- Exercise goal: What is the number of lines in the records that contain "info"? Give only that number.

= = = = =

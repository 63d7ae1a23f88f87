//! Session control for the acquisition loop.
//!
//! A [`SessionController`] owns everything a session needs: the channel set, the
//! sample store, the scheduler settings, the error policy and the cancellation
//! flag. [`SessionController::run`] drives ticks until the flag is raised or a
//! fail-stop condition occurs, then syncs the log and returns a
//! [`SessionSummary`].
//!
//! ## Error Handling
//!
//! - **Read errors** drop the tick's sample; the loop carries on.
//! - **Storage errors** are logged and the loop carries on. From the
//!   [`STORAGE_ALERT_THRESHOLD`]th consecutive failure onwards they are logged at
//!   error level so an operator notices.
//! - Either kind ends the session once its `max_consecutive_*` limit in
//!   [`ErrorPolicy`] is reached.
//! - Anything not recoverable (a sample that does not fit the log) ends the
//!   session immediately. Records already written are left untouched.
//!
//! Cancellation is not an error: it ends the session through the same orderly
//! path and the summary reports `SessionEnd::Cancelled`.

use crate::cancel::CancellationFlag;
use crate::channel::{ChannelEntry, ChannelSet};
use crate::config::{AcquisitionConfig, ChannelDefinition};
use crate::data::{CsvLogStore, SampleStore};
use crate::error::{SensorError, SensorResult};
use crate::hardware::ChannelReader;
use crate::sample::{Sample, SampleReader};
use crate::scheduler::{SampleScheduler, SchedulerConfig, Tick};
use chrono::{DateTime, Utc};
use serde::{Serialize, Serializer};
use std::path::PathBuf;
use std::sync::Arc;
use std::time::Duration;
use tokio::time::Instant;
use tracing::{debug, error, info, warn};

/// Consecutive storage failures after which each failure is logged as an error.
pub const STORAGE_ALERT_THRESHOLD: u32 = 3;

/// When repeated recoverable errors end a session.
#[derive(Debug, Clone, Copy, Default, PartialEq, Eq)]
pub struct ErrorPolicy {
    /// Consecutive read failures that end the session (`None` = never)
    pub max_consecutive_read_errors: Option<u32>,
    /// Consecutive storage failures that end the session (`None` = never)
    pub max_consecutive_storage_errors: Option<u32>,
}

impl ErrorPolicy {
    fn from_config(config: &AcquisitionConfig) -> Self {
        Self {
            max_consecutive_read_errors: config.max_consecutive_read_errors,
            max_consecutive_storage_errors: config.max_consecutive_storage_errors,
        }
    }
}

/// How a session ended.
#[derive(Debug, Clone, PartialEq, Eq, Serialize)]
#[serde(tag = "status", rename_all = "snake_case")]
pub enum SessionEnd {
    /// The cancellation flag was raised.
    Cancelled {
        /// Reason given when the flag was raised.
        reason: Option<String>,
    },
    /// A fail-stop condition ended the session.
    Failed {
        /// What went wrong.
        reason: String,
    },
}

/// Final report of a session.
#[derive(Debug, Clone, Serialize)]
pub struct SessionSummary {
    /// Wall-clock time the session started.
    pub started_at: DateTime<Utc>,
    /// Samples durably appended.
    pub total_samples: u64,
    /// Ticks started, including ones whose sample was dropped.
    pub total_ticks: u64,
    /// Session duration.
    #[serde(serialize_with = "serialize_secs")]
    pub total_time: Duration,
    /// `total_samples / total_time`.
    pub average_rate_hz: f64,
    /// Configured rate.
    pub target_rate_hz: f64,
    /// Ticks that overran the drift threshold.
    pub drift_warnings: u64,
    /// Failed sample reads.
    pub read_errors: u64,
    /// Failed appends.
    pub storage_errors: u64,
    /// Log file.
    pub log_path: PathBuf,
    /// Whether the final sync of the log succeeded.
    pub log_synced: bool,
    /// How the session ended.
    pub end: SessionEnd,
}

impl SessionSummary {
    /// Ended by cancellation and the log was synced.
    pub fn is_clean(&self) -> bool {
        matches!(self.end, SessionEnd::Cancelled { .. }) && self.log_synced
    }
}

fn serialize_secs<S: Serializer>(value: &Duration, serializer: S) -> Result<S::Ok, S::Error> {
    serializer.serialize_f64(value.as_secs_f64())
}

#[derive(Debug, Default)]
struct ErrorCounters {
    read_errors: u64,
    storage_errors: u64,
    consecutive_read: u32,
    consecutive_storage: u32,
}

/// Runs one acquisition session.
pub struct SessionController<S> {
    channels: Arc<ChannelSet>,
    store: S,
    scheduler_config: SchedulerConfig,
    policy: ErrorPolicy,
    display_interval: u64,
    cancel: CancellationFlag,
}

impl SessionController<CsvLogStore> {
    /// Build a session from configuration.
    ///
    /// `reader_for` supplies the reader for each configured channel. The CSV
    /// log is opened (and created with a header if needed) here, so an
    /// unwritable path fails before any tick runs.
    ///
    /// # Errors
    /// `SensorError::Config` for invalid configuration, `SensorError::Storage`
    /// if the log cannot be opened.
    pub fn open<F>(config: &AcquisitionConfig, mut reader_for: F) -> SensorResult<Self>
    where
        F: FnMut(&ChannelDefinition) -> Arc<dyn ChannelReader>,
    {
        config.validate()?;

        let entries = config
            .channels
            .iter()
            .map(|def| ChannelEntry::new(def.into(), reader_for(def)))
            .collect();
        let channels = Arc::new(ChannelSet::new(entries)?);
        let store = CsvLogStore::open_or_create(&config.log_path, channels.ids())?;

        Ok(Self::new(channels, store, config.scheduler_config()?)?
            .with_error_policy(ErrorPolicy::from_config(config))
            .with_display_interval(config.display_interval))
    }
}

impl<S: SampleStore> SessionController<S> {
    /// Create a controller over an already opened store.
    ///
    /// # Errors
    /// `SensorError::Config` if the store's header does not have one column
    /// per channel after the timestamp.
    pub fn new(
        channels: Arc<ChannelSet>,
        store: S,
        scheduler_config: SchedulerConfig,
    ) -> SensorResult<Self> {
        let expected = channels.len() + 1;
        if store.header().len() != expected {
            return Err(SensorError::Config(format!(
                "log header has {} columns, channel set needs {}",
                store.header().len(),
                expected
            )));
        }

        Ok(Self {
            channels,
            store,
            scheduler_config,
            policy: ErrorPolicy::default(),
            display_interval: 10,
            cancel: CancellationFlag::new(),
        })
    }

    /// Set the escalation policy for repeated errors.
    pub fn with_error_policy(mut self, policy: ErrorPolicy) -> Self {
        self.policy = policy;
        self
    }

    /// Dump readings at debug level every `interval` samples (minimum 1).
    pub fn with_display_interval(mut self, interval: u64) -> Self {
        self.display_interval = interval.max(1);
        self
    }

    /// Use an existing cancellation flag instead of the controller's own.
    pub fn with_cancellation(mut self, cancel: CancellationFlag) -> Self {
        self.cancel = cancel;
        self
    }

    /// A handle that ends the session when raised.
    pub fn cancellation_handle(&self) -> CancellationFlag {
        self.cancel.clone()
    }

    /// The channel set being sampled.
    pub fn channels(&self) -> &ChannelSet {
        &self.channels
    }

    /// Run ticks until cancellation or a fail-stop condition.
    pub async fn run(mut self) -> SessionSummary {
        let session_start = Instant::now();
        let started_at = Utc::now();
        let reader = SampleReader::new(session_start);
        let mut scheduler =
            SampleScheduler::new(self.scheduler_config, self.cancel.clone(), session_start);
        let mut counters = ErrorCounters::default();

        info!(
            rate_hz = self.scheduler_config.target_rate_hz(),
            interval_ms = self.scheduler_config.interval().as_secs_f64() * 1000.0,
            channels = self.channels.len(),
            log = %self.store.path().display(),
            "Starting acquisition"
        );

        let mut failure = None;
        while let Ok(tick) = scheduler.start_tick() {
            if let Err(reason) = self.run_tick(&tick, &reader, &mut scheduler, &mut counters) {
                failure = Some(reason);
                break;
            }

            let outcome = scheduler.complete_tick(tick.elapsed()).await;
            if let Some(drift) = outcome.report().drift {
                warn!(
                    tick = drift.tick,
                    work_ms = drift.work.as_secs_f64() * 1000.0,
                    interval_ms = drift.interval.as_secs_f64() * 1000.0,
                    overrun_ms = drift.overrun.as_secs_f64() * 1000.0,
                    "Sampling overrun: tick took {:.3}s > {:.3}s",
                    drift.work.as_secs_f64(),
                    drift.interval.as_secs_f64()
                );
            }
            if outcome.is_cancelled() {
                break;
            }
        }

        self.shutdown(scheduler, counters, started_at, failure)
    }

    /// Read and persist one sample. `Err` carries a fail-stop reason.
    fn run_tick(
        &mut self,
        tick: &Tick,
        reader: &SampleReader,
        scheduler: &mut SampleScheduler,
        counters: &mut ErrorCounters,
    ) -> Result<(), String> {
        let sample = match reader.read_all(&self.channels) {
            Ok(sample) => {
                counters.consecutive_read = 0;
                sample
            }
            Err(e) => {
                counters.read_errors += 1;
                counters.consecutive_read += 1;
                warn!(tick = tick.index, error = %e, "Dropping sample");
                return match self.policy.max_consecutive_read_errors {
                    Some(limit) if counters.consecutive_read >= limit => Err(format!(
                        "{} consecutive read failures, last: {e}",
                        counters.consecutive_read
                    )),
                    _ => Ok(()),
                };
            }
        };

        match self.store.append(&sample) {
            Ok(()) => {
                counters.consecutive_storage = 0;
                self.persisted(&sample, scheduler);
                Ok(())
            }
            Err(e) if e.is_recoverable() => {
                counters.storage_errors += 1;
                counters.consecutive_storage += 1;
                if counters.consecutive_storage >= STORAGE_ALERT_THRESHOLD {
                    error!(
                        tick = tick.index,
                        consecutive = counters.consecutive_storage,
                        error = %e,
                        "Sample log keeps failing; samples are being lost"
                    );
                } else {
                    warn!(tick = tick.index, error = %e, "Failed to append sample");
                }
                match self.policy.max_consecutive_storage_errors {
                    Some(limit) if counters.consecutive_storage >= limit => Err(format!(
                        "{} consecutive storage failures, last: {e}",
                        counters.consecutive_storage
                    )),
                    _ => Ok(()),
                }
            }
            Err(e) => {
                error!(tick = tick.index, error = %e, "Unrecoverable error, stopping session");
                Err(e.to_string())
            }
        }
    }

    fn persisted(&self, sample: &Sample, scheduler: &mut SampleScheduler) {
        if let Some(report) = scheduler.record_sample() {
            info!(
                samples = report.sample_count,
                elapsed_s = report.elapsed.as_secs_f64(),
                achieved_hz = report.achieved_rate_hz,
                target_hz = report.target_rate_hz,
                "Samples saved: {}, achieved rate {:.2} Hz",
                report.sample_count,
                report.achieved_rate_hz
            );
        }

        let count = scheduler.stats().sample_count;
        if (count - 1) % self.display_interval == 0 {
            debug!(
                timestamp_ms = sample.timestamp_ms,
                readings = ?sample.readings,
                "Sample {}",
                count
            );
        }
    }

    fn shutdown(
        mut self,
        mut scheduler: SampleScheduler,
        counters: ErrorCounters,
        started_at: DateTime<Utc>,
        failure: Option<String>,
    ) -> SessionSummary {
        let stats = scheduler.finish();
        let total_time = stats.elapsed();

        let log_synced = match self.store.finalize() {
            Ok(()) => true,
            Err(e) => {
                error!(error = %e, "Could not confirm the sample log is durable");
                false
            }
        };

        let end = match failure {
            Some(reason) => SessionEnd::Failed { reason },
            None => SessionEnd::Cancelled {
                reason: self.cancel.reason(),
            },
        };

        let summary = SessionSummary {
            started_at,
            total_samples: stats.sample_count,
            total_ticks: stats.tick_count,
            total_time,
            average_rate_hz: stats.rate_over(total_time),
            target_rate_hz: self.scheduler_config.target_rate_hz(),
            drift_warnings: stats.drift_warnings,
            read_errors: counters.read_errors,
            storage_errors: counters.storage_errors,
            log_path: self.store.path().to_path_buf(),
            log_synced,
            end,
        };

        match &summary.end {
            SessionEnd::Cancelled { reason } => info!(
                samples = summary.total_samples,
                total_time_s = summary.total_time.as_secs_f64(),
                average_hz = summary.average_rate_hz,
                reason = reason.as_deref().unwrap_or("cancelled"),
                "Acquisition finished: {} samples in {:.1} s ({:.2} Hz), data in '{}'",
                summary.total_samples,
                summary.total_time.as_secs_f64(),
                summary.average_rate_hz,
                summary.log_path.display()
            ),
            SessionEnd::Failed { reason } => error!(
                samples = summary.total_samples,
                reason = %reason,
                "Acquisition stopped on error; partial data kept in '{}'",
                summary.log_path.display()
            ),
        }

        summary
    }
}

= = = = =

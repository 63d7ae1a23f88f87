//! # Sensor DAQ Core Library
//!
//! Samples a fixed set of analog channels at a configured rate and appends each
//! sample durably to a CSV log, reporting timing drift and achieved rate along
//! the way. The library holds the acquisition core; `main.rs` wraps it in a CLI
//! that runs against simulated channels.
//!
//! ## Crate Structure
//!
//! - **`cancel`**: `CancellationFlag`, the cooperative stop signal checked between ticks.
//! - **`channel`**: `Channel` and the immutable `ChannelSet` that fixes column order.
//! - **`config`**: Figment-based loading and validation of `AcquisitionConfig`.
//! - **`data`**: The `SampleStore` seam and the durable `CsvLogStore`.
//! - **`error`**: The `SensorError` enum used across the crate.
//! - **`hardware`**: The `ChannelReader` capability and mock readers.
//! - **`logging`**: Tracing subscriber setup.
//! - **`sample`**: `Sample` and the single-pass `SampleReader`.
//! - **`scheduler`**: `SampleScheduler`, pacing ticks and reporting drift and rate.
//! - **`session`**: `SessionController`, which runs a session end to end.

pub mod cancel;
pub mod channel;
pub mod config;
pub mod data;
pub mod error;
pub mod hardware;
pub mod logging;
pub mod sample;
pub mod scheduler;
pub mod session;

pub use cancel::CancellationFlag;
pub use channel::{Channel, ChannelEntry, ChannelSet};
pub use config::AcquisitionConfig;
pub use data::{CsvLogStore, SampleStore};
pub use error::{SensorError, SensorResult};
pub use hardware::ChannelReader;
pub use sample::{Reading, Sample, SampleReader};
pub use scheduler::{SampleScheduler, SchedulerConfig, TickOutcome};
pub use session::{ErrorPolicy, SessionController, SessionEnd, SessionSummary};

= = = = =

- Task result: 4